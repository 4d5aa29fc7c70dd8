//! Bounded per-model quantity.

use std::collections::HashMap;
use std::fmt;

use serde::Serialize;

/// Number of units surveyed for a model, always within `[1, 999]`.
#[derive(Debug, Clone, Copy, PartialEq, Eq, PartialOrd, Ord, Hash, Serialize)]
#[serde(transparent)]
pub struct Quantity(u16);

impl Quantity {
    pub const MIN: u16 = 1;
    pub const MAX: u16 = 999;

    /// Strict constructor, `None` outside the allowed range.
    pub fn new(value: u16) -> Option<Self> {
        (Self::MIN..=Self::MAX).contains(&value).then_some(Self(value))
    }

    /// Interprets free-form input: unparsable or non-positive values fall back
    /// to 1, values above the maximum are capped.
    pub fn parse_lenient(input: &str) -> Self {
        match input.trim().parse::<i64>() {
            Ok(value) if value >= i64::from(Self::MIN) => {
                Self(value.min(i64::from(Self::MAX)) as u16)
            }
            _ => Self::default(),
        }
    }

    pub fn get(self) -> u16 {
        self.0
    }
}

impl Default for Quantity {
    fn default() -> Self {
        Self(Self::MIN)
    }
}

impl fmt::Display for Quantity {
    fn fmt(&self, f: &mut fmt::Formatter<'_>) -> fmt::Result {
        write!(f, "{}", self.0)
    }
}

/// Per-model quantities; models without an entry read as the default.
#[derive(Debug, Clone, Default)]
pub struct Quantities {
    values: HashMap<String, Quantity>,
}

impl Quantities {
    pub fn get(&self, model: &str) -> Quantity {
        self.values.get(model).copied().unwrap_or_default()
    }

    pub fn set(&mut self, model: impl Into<String>, quantity: Quantity) {
        self.values.insert(model.into(), quantity);
    }

    pub fn remove(&mut self, model: &str) {
        self.values.remove(model);
    }

    pub fn clear(&mut self) {
        self.values.clear();
    }
}

#[cfg(test)]
mod tests {
    use super::*;

    #[test]
    fn test_strict_range() {
        assert!(Quantity::new(0).is_none());
        assert_eq!(Quantity::new(1).map(Quantity::get), Some(1));
        assert_eq!(Quantity::new(999).map(Quantity::get), Some(999));
        assert!(Quantity::new(1000).is_none());
    }

    #[test]
    fn test_lenient_parse() {
        assert_eq!(Quantity::parse_lenient("12").get(), 12);
        assert_eq!(Quantity::parse_lenient(" 7 ").get(), 7);
        assert_eq!(Quantity::parse_lenient("").get(), 1);
        assert_eq!(Quantity::parse_lenient("abc").get(), 1);
        assert_eq!(Quantity::parse_lenient("0").get(), 1);
        assert_eq!(Quantity::parse_lenient("-4").get(), 1);
        assert_eq!(Quantity::parse_lenient("5000").get(), 999);
    }

    #[test]
    fn test_unset_model_reads_default() {
        let mut quantities = Quantities::default();
        assert_eq!(quantities.get("X100").get(), 1);

        quantities.set("X100", Quantity::parse_lenient("3"));
        assert_eq!(quantities.get("X100").get(), 3);

        quantities.remove("X100");
        assert_eq!(quantities.get("X100").get(), 1);
    }
}
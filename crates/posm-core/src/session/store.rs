//! Credential storage port.

use std::sync::Mutex;

use super::model::Session;
use crate::error::{Result, SurveyError};

/// Durable key-value storage for the cached session.
///
/// Implementations must treat `clear` as a wholesale wipe: after it returns,
/// neither token nor the user survives.
#[async_trait::async_trait]
pub trait CredentialStore: Send + Sync {
    /// Loads the cached session, `Ok(None)` when nobody is signed in.
    async fn load(&self) -> Result<Option<Session>>;

    /// Replaces the cached session.
    async fn save(&self, session: &Session) -> Result<()>;

    /// Removes every cached credential.
    async fn clear(&self) -> Result<()>;
}

/// Process-local credential store.
#[derive(Debug, Default)]
pub struct InMemoryCredentialStore {
    session: Mutex<Option<Session>>,
}

impl InMemoryCredentialStore {
    pub fn new() -> Self {
        Self::default()
    }

    pub fn with_session(session: Session) -> Self {
        Self {
            session: Mutex::new(Some(session)),
        }
    }
}

#[async_trait::async_trait]
impl CredentialStore for InMemoryCredentialStore {
    async fn load(&self) -> Result<Option<Session>> {
        let guard = self
            .session
            .lock()
            .map_err(|e| SurveyError::internal(format!("credential lock poisoned: {e}")))?;
        Ok(guard.clone())
    }

    async fn save(&self, session: &Session) -> Result<()> {
        let mut guard = self
            .session
            .lock()
            .map_err(|e| SurveyError::internal(format!("credential lock poisoned: {e}")))?;
        *guard = Some(session.clone());
        Ok(())
    }

    async fn clear(&self) -> Result<()> {
        let mut guard = self
            .session
            .lock()
            .map_err(|e| SurveyError::internal(format!("credential lock poisoned: {e}")))?;
        *guard = None;
        Ok(())
    }
}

- - - - -

▶ [Task directions]: Restate word for word only the lines running from the beginning of the data to the line holding "maximum are capped.", both included.

▶ [Reply to the task]:
repository 4d5aa29fc7c70dd8
//! Bounded per-model quantity.

use std::collections::HashMap;
use std::fmt;

use serde::Serialize;

/// Number of units surveyed for a model, always within `[1, 999]`.
#[derive(Debug, Clone, Copy, PartialEq, Eq, PartialOrd, Ord, Hash, Serialize)]
#[serde(transparent)]
pub struct Quantity(u16);

impl Quantity {
    pub const MIN: u16 = 1;
    pub const MAX: u16 = 999;

    /// Strict constructor, `None` outside the allowed range.
    pub fn new(value: u16) -> Option<Self> {
        (Self::MIN..=Self::MAX).contains(&value).then_some(Self(value))
    }

    /// Interprets free-form input: unparsable or non-positive values fall back
    /// to 1, values above the maximum are capped.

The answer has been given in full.